WHAT YOU NEED TO DO ::
Pull every line that includes the word "RegisterOutcome" from the data.

------ INPUT MATERIAL

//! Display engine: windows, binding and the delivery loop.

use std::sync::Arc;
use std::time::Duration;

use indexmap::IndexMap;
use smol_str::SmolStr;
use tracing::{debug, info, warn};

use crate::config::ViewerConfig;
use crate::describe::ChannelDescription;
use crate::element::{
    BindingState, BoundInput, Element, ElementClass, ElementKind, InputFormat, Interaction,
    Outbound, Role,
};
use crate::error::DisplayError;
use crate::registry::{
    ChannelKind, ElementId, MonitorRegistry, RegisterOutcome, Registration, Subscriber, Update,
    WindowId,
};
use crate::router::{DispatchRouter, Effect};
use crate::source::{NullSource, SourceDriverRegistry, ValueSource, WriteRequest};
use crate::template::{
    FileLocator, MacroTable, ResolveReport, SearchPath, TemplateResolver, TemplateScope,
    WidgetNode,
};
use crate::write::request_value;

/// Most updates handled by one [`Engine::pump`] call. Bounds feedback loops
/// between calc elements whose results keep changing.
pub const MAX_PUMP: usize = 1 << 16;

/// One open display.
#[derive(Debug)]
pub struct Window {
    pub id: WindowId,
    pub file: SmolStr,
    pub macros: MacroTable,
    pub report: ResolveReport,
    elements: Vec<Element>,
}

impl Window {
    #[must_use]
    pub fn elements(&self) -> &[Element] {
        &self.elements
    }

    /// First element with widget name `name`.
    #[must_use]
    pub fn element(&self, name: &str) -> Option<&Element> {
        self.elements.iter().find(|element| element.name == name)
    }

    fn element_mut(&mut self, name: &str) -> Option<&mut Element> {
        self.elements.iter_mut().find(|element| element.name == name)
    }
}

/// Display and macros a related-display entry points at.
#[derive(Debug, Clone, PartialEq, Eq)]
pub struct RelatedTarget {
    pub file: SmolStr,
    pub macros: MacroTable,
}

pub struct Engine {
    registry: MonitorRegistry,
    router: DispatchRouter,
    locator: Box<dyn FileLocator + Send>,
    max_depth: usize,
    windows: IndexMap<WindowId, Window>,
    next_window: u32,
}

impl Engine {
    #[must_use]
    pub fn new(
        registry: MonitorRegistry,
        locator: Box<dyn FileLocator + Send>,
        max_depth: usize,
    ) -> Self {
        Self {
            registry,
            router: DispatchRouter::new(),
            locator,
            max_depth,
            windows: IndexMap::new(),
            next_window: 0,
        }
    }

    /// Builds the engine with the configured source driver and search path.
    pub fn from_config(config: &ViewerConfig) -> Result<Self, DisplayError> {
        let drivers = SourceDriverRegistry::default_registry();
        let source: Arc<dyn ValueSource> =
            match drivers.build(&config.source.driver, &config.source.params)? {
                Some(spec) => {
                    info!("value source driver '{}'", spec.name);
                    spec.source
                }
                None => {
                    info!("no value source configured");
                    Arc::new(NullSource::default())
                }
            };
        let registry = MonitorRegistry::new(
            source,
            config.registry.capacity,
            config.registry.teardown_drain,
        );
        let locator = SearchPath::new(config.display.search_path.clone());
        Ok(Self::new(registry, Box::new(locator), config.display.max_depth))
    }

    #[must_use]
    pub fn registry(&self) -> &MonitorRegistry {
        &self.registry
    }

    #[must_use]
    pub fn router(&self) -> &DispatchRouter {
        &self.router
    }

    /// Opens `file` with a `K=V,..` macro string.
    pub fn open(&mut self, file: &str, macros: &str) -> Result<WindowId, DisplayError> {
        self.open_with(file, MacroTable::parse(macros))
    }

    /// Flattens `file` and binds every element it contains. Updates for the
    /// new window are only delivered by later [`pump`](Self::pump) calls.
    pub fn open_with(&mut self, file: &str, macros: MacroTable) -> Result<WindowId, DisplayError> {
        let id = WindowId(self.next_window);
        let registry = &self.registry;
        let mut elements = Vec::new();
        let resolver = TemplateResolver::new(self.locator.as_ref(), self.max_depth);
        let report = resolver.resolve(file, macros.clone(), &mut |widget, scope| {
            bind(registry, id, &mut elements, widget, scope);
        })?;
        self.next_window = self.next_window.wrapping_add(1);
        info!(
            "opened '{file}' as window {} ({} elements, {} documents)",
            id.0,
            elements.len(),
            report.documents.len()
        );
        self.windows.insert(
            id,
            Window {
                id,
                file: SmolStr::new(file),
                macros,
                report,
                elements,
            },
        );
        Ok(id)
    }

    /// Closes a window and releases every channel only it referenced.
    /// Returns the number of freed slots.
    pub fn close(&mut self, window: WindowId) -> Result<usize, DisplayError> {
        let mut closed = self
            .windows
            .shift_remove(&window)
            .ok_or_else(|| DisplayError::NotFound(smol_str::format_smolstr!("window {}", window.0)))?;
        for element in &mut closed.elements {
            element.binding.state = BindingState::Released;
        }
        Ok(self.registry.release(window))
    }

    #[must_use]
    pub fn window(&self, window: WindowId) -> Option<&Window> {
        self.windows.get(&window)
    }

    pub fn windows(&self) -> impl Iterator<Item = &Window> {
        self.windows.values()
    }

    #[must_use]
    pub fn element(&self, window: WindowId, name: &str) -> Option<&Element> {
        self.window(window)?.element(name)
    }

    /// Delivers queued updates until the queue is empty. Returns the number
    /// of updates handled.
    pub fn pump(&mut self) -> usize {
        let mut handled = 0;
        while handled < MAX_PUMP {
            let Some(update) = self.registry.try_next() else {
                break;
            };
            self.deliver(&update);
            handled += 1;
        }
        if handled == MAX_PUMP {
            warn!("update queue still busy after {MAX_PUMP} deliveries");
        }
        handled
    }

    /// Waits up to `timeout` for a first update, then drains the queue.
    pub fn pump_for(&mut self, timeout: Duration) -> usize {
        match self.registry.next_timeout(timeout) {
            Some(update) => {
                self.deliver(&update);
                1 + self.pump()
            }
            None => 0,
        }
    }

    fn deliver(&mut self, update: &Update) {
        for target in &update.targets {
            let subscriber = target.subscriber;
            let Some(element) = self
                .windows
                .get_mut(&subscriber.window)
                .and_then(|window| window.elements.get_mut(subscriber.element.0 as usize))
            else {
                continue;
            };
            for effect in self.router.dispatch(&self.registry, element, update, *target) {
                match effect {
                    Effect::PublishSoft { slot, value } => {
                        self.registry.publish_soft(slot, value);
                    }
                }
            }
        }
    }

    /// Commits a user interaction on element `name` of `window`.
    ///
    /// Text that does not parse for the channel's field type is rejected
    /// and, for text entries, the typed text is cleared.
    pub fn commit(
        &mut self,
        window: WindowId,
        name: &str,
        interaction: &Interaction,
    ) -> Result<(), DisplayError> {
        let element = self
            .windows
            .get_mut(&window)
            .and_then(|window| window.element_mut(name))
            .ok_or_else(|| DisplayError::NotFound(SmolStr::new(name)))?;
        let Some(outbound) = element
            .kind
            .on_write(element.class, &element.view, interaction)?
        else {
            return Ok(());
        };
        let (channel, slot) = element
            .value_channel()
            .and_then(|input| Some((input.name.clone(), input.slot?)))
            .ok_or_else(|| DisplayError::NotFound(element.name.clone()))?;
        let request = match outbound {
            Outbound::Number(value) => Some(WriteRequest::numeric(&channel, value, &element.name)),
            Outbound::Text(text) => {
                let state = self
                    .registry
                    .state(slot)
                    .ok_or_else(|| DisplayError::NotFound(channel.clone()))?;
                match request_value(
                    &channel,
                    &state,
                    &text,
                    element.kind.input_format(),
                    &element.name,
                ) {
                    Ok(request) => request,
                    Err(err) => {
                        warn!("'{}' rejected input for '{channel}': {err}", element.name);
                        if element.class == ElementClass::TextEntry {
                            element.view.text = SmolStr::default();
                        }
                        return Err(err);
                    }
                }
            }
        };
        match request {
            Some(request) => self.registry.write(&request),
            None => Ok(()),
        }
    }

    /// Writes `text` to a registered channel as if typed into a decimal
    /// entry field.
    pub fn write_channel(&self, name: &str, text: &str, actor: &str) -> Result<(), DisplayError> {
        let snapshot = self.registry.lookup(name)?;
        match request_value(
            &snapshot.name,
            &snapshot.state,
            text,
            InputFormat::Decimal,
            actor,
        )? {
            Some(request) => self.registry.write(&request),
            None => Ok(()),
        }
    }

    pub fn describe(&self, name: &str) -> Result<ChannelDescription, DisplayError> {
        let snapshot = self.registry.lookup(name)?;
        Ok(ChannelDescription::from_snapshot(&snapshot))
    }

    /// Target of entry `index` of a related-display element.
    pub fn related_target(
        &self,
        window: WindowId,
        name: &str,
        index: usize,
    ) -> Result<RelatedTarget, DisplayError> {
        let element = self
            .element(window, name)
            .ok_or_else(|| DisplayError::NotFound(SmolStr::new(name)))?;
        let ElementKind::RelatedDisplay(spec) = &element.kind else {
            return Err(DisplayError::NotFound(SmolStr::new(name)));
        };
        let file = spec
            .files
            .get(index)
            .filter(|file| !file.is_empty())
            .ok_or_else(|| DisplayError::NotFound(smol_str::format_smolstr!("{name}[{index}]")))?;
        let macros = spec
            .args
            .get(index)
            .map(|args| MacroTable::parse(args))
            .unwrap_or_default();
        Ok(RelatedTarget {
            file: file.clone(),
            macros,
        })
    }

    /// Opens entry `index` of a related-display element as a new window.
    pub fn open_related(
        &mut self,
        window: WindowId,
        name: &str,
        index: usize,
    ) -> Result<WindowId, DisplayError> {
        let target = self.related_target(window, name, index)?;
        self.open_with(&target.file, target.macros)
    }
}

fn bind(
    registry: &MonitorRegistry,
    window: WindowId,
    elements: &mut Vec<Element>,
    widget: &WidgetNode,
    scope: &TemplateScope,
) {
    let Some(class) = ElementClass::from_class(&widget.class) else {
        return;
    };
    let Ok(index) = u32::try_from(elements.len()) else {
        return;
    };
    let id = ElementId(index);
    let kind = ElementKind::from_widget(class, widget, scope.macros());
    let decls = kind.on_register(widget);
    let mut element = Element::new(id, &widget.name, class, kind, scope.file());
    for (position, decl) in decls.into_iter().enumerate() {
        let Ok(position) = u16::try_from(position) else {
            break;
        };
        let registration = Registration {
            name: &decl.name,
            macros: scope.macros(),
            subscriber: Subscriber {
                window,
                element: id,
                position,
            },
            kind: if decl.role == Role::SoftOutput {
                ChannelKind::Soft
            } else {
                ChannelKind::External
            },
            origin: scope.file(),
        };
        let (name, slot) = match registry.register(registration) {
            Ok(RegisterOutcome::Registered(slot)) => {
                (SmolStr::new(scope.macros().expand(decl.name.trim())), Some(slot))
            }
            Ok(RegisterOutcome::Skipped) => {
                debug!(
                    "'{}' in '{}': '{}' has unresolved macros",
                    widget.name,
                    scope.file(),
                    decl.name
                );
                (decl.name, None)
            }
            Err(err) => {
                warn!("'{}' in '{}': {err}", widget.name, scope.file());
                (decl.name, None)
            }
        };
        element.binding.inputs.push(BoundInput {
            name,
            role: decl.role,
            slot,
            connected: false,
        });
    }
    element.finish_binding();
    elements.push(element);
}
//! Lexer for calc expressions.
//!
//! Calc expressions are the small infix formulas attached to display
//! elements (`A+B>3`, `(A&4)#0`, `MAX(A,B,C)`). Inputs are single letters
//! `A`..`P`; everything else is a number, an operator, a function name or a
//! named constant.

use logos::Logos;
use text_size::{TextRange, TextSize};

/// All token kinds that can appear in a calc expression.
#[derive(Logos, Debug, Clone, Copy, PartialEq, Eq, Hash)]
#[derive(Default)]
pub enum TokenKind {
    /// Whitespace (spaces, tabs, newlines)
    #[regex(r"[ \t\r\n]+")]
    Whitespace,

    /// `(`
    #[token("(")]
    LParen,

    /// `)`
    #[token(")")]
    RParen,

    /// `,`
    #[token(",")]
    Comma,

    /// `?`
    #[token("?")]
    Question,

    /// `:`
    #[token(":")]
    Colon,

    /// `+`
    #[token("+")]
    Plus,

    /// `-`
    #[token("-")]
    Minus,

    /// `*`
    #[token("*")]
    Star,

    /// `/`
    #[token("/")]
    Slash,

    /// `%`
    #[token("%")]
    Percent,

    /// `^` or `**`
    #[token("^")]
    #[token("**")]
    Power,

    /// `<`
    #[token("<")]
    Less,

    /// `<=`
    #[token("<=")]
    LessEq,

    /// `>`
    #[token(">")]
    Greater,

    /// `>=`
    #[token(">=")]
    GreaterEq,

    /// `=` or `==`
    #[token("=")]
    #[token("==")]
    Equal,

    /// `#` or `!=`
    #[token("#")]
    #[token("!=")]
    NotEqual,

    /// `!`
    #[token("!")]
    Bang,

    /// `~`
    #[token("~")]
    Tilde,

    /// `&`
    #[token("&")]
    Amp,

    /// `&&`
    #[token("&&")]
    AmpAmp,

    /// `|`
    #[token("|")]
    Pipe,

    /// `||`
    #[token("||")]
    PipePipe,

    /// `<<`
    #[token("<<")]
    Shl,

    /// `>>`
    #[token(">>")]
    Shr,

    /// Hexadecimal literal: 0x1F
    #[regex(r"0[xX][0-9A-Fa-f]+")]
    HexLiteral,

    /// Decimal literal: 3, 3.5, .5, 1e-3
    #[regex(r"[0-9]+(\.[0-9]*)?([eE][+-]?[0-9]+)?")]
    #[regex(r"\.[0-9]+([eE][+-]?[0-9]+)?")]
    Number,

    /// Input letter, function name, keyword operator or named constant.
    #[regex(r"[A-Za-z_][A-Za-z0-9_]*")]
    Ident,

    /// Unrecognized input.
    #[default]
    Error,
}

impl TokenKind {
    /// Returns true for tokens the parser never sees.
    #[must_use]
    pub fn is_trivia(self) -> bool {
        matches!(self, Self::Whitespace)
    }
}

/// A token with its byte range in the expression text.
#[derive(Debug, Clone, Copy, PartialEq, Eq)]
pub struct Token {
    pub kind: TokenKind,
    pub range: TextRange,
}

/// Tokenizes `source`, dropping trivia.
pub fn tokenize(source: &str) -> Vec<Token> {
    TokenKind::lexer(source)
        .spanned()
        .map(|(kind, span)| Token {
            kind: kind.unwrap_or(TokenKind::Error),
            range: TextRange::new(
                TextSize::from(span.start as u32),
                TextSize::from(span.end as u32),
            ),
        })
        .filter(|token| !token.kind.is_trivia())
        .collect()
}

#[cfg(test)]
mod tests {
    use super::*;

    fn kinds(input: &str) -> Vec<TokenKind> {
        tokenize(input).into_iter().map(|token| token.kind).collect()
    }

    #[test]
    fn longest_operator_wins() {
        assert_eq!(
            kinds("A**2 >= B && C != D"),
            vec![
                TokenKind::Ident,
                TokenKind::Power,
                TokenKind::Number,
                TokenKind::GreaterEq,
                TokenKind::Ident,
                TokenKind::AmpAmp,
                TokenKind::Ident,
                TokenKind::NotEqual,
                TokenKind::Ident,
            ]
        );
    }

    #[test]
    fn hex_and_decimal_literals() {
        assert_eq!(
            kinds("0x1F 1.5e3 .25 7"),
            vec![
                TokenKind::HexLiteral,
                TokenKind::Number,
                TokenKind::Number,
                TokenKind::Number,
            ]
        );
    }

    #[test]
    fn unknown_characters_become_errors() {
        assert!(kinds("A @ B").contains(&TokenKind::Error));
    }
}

------------

WRITTEN RESPONSE ::
    ChannelKind, ElementId, MonitorRegistry, RegisterOutcome, Registration, Subscriber, Update,
            Ok(RegisterOutcome::Registered(slot)) => {
            Ok(RegisterOutcome::Skipped) => {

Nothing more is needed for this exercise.